By 1719, the town adopted the name "Trent-towne", after William Trent, one of its leading landholders who purchased much of the surrounding land from Stacy's family. This name later was shortened to "Trenton".
During the American Revolutionary War, the city was the site of George Washington's first military victory. On December 26, 1776, Washington and his army, after crossing the icy Delaware River to Trenton, defeated the Hessian troops garrisoned there. After the war, Trenton was briefly the national capital of the United States in November and December of 1784. The city was considered as a permanent capital for the new country, but the southern states favored a location south of the Mason-Dixon Line.

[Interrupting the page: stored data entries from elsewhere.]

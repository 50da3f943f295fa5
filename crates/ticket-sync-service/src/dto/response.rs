//! 响应 DTO 定义

use chrono::{DateTime, Utc};
use serde::Serialize;
use uuid::Uuid;

use crate::models::{Platform, SaleStatus, SalesAggregate, WebhookLog, WebhookOutcome};
use crate::service::DispatchReport;

/// 分页响应
#[derive(Debug, Serialize)]
#[serde(rename_all = "camelCase")]
pub struct PageResponse<T> {
    pub items: Vec<T>,
    pub total: i64,
    pub page: i64,
    pub page_size: i64,
    pub total_pages: i64,
}

impl<T> PageResponse<T> {
    pub fn new(items: Vec<T>, total: i64, page: i64, page_size: i64) -> Self {
        let total_pages = if page_size > 0 {
            (total + page_size - 1) / page_size
        } else {
            0
        };

        Self {
            items,
            total,
            page,
            page_size,
            total_pages,
        }
    }
}

/// API 统一响应
#[derive(Debug, Serialize)]
#[serde(rename_all = "camelCase")]
pub struct ApiResponse<T> {
    pub success: bool,
    pub code: String,
    pub message: String,
    #[serde(skip_serializing_if = "Option::is_none")]
    pub data: Option<T>,
}

impl<T> ApiResponse<T> {
    pub fn success(data: T) -> Self {
        Self {
            success: true,
            code: "SUCCESS".to_string(),
            message: "操作成功".to_string(),
            data: Some(data),
        }
    }

    pub fn success_with_message(data: T, message: impl Into<String>) -> Self {
        Self {
            success: true,
            code: "SUCCESS".to_string(),
            message: message.into(),
            data: Some(data),
        }
    }
}

/// 分发结果
#[derive(Debug, Clone, Serialize)]
#[serde(rename_all = "camelCase")]
pub struct DispatchDto {
    pub outcome: WebhookOutcome,
    pub message: String,
    pub log_id: i64,
    #[serde(skip_serializing_if = "Option::is_none")]
    pub sale_id: Option<i64>,
}

impl From<DispatchReport> for DispatchDto {
    fn from(report: DispatchReport) -> Self {
        Self {
            outcome: report.outcome,
            message: report.message,
            log_id: report.log_id,
            sale_id: report.sale_id,
        }
    }
}

/// Webhook 接收应答
///
/// 平台只关心状态码；`outcome` 区分已写入、未变化、未关联等情况。
#[derive(Debug, Clone, Serialize)]
#[serde(rename_all = "camelCase")]
pub struct WebhookAck {
    pub success: bool,
    #[serde(flatten)]
    pub result: DispatchDto,
}

impl From<DispatchReport> for WebhookAck {
    fn from(report: DispatchReport) -> Self {
        Self {
            success: true,
            result: report.into(),
        }
    }
}

/// Webhook 日志响应 DTO
#[derive(Debug, Clone, Serialize)]
#[serde(rename_all = "camelCase")]
pub struct WebhookLogDto {
    pub id: i64,
    pub platform: String,
    pub event_type: Option<String>,
    pub payload: serde_json::Value,
    pub received_at: DateTime<Utc>,
    pub processed: bool,
    pub outcome: WebhookOutcome,
    pub error_code: Option<String>,
    pub error_message: Option<String>,
    pub replay_of: Option<i64>,
}

impl From<WebhookLog> for WebhookLogDto {
    fn from(log: WebhookLog) -> Self {
        Self {
            id: log.id,
            platform: log.platform,
            event_type: log.event_type,
            payload: log.payload,
            received_at: log.received_at,
            processed: log.processed,
            outcome: log.outcome,
            error_code: log.error_code,
            error_message: log.error_message,
            replay_of: log.replay_of,
        }
    }
}

/// 单个平台的销售统计
#[derive(Debug, Clone, Default, PartialEq, Serialize)]
#[serde(rename_all = "camelCase")]
pub struct PlatformSummaryDto {
    pub orders: i64,
    /// 仍有效（未全额退款、未取消）订单的票数
    pub active_tickets: i64,
    pub gross_cents: i64,
    pub fees_cents: i64,
    pub refund_cents: i64,
    pub net_revenue_cents: i64,
}

impl PlatformSummaryDto {
    fn add(&mut self, row: &SalesAggregate) {
        self.orders += row.orders;
        if !row.status.is_terminal() {
            self.active_tickets += row.tickets;
        }
        self.gross_cents += row.gross_cents;
        self.fees_cents += row.fees_cents;
        self.refund_cents += row.refund_cents;
        self.net_revenue_cents = self.gross_cents - self.refund_cents;
    }
}

/// 按平台拆分的统计
#[derive(Debug, Clone, PartialEq, Serialize)]
#[serde(rename_all = "camelCase")]
pub struct PlatformBreakdownDto {
    pub platform: Platform,
    #[serde(flatten)]
    pub summary: PlatformSummaryDto,
}

/// 各状态订单数
#[derive(Debug, Clone, PartialEq, Eq, Serialize)]
#[serde(rename_all = "camelCase")]
pub struct StatusCountDto {
    pub status: SaleStatus,
    pub orders: i64,
}

/// 本地活动销售汇总，每次请求时从存储计算
#[derive(Debug, Clone, Serialize)]
#[serde(rename_all = "camelCase")]
pub struct SalesSummaryDto {
    pub internal_event_id: Uuid,
    pub total: PlatformSummaryDto,
    pub by_platform: Vec<PlatformBreakdownDto>,
    pub by_status: Vec<StatusCountDto>,
}

impl SalesSummaryDto {
    pub fn from_aggregates(internal_event_id: Uuid, rows: &[SalesAggregate]) -> Self {
        let mut total = PlatformSummaryDto::default();
        let mut by_platform: Vec<PlatformBreakdownDto> = Vec::new();
        let mut by_status: Vec<StatusCountDto> = Vec::new();

        for row in rows {
            total.add(row);

            match by_platform.iter_mut().find(|b| b.platform == row.platform) {
                Some(breakdown) => breakdown.summary.add(row),
                None => {
                    let mut summary = PlatformSummaryDto::default();
                    summary.add(row);
                    by_platform.push(PlatformBreakdownDto {
                        platform: row.platform,
                        summary,
                    });
                }
            }

            match by_status.iter_mut().find(|c| c.status == row.status) {
                Some(count) => count.orders += row.orders,
                None => by_status.push(StatusCountDto {
                    status: row.status,
                    orders: row.orders,
                }),
            }
        }

        Self {
            internal_event_id,
            total,
            by_platform,
            by_status,
        }
    }
}

#[cfg(test)]
mod tests {
    use super::*;
    use crate::test_support::EVENT_ID;

    fn row(platform: Platform, status: SaleStatus, orders: i64, tickets: i64) -> SalesAggregate {
        SalesAggregate {
            platform,
            status,
            orders,
            tickets,
            gross_cents: orders * 5000,
            fees_cents: orders * 300,
            refund_cents: if status == SaleStatus::Refunded {
                orders * 5000
            } else {
                0
            },
        }
    }

    #[test]
    fn test_page_response_total_pages() {
        let page = PageResponse::new(vec![1, 2, 3], 41, 1, 20);
        assert_eq!(page.total_pages, 3);
    }

    #[test]
    fn test_summary_excludes_terminal_tickets() {
        let rows = vec![
            row(Platform::Humanitix, SaleStatus::Paid, 3, 6),
            row(Platform::Humanitix, SaleStatus::Refunded, 1, 2),
            row(Platform::Eventbrite, SaleStatus::Paid, 2, 2),
        ];
        let summary = SalesSummaryDto::from_aggregates(EVENT_ID, &rows);

        assert_eq!(summary.total.orders, 6);
        assert_eq!(summary.total.active_tickets, 8);
        assert_eq!(summary.total.gross_cents, 30_000);
        assert_eq!(summary.total.refund_cents, 5_000);
        assert_eq!(summary.total.net_revenue_cents, 25_000);
        assert_eq!(summary.by_platform.len(), 2);
        assert_eq!(summary.by_platform[0].summary.orders, 4);
        assert_eq!(summary.by_status[0].orders, 5);
        assert_eq!(summary.by_status[1].status, SaleStatus::Refunded);

        let json = serde_json::to_value(&summary).unwrap();
        assert_eq!(json["byPlatform"][1]["platform"], "eventbrite");
        assert_eq!(json["byPlatform"][1]["activeTickets"], 2);
    }

    #[test]
    fn test_webhook_ack_shape() {
        let ack = WebhookAck::from(DispatchReport {
            log_id: 7,
            outcome: WebhookOutcome::MappingNotFound,
            message: "未关联".into(),
            sale_id: None,
        });
        let json = serde_json::to_value(&ack).unwrap();
        assert_eq!(json["success"], true);
        assert_eq!(json["outcome"], "mapping_not_found");
        assert_eq!(json["logId"], 7);
        assert!(json.get("saleId").is_none());
    }
}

Trenton became the state capital in 1790, but prior to that year the Legislature often met here. The town was incorporated in 1792.
In 1896, the first professional basketball game was played in Trenton between the Trenton Basketball Team and the Brooklyn YMCA.
Trenton was a major manufacturing center in the late 1800s and early 1900s; one relic of that era is the slogan "Trenton Makes, The World Takes" displayed on the Lower Free Bridge just north of the Trenton-Morrisville Toll Bridge (the "Trenton Makes Bridge"). The city adopted the slogan in the 1920s to represent Trenton's then-leading role as a major manufacturing center for steel, rubber, wire, rope, linoleum and ceramics.